The point I’m trying to get at here is that every year there is some new hole in a lot of this that we have to think through, whether that’s as a community of people using a service or as the providers. And there will be conversations around this all of the time, forever, and the best resources are probably tech journalists to look to figure out if something is legit or problematic or if something you need to be concerned about or a setting you need to change. I think sites like TechCrunch, 404 Media, even The Verge, if something gets this big, it’s going to be reported on there, and you’ll probably find a pretty good write-up on what’s going on.

But it’s one of the reasons why, personally, I find the default settings that an app launches with or a new feature launches with to be really important. It’s about opt-in consent from a user’s point of view, asking if I want an AI to summarize these messages or not, instead of just turning it on and doing it. I think it’s a way that we engage with technology and something that we’ve been take advantage of for so long with a lot of this that it’s very frustrating when it happens because it feels like this could have been easily avoided if you just asked your users what you want to happen. And unfortunately, it just does not happen very often anymore.

TFSR: To point back to the project that you work on, ssd.eff.org, I know that it has guides to different apps for encryption that one might approach and sort of introductions on how to set them up, right?

Thorin: Yeah.

TFSR: Cool. If folks are finding that we’re a little bit in the weeds, and you want to get more detail with words in front of you that are easy to access, this is a good place to start.

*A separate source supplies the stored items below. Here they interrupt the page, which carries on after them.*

//! API error handling.
//!
//! Every failure is returned as `{"code", "message", "details"?}`.

use axum::{
    Json,
    extract::rejection::JsonRejection,
    http::StatusCode,
    response::{IntoResponse, Response},
};
use serde::{Deserialize, Serialize};
use todo_sync::domain::{FieldError, ParseTodoIdError};
use todo_sync::service::TodoError;

// =============================================================================
// API Error
// =============================================================================

/// API error structure for JSON responses.
#[derive(Debug, Clone, Serialize, Deserialize)]
pub struct ApiError {
    /// Error code for programmatic handling.
    pub code: String,
    /// Human-readable error message.
    pub message: String,
    /// Field-level errors for validation failures.
    #[serde(skip_serializing_if = "Option::is_none")]
    pub details: Option<Vec<FieldError>>,
}

impl ApiError {
    #[must_use]
    pub fn new(code: impl Into<String>, message: impl Into<String>) -> Self {
        Self {
            code: code.into(),
            message: message.into(),
            details: None,
        }
    }

    #[must_use]
    pub fn validation(message: impl Into<String>, details: Vec<FieldError>) -> Self {
        Self {
            code: "VALIDATION_ERROR".to_string(),
            message: message.into(),
            details: Some(details),
        }
    }
}

// =============================================================================
// API Error Response
// =============================================================================

/// Status code plus error body.
#[derive(Debug, Clone)]
pub struct ApiErrorResponse {
    pub status: StatusCode,
    pub error: ApiError,
}

impl ApiErrorResponse {
    #[must_use]
    pub const fn new(status: StatusCode, error: ApiError) -> Self {
        Self { status, error }
    }

    /// 400 for a path id that is not an integer.
    #[must_use]
    pub fn invalid_id(message: impl Into<String>) -> Self {
        Self::new(StatusCode::BAD_REQUEST, ApiError::new("INVALID_ID", message))
    }

    /// 400 with field-level details.
    #[must_use]
    pub fn validation_error(message: impl Into<String>, details: Vec<FieldError>) -> Self {
        Self::new(
            StatusCode::BAD_REQUEST,
            ApiError::validation(message, details),
        )
    }

    #[must_use]
    pub fn not_found(message: impl Into<String>) -> Self {
        Self::new(StatusCode::NOT_FOUND, ApiError::new("NOT_FOUND", message))
    }

    #[must_use]
    pub fn duplicate_title(message: impl Into<String>) -> Self {
        Self::new(
            StatusCode::CONFLICT,
            ApiError::new("DUPLICATE_TITLE", message),
        )
    }

    #[must_use]
    pub fn internal_error() -> Self {
        Self::new(
            StatusCode::INTERNAL_SERVER_ERROR,
            ApiError::new("INTERNAL_ERROR", "An internal error occurred"),
        )
    }
}

impl IntoResponse for ApiErrorResponse {
    fn into_response(self) -> Response {
        (self.status, Json(self.error)).into_response()
    }
}

impl From<TodoError> for ApiErrorResponse {
    fn from(error: TodoError) -> Self {
        match error {
            TodoError::Validation(validation) => {
                Self::validation_error(validation.to_string(), validation.errors)
            }
            TodoError::Duplicate { .. } => Self::duplicate_title(error.to_string()),
            TodoError::NotFound(_) => Self::not_found(error.to_string()),
            // Internal details stay in the log.
            TodoError::Service(message) => {
                tracing::error!(%message, "Internal error");
                Self::internal_error()
            }
        }
    }
}

impl From<ParseTodoIdError> for ApiErrorResponse {
    fn from(error: ParseTodoIdError) -> Self {
        Self::invalid_id(error.to_string())
    }
}

impl From<JsonRejection> for ApiErrorResponse {
    fn from(rejection: JsonRejection) -> Self {
        let message = rejection.body_text();
        Self::validation_error(
            "Invalid request body",
            vec![FieldError::new("body", message)],
        )
    }
}

// =============================================================================
// Tests
// =============================================================================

There’s data in transit. There’s the communication between devices, and that’s sort of what we’ve been talking about in terms of encryption. Some data is more static in terms of encryption, which I think is also important to talk about. As we mentioned, one of the biggest threats to the messages in your phone is when it first gets created on your device. What’s the phone doing with that? Or the messages that are sitting on your computer that you may have locked with a thumb lock, your fingerprint, or whatever.

Can you talk a bit about device encryption approaches? I know there are a lot of different devices out there, and there are different locking methods, but what are some good resources, and what are some good approaches towards thinking about “Do I encrypt my hard drive on my computer,” for instance?

Thorin: The good news there, in a roundabout way, is that device encryption is pretty common nowadays. Most devices that are purchased and set up within the last three or four years, probably have device encryption enabled practically by default, or at least they push you toward it. Unless you intentionally do not set a password, you are probably already using device encryption. So that’s kind of good news. As long as whenever you set up your Windows computer, Mac computer, iPhone, or Android device, and you have a passcode or password, device encryption is more than likely on.

Let’s even step back and broaden this a little bit to something that I think everyone can be concerned about, which is that if you lose your phone or it’s stolen, the person who got it more than likely cannot get into it. Unless they can guess your password or passcode, or you are a very important person they have a very good reason to get into that [device]. But for most of us, if you just lose your phone, or it falls out of your pocket on the subway or whatever, the person who picks it up is not going to get into it, as long as you have a password on there.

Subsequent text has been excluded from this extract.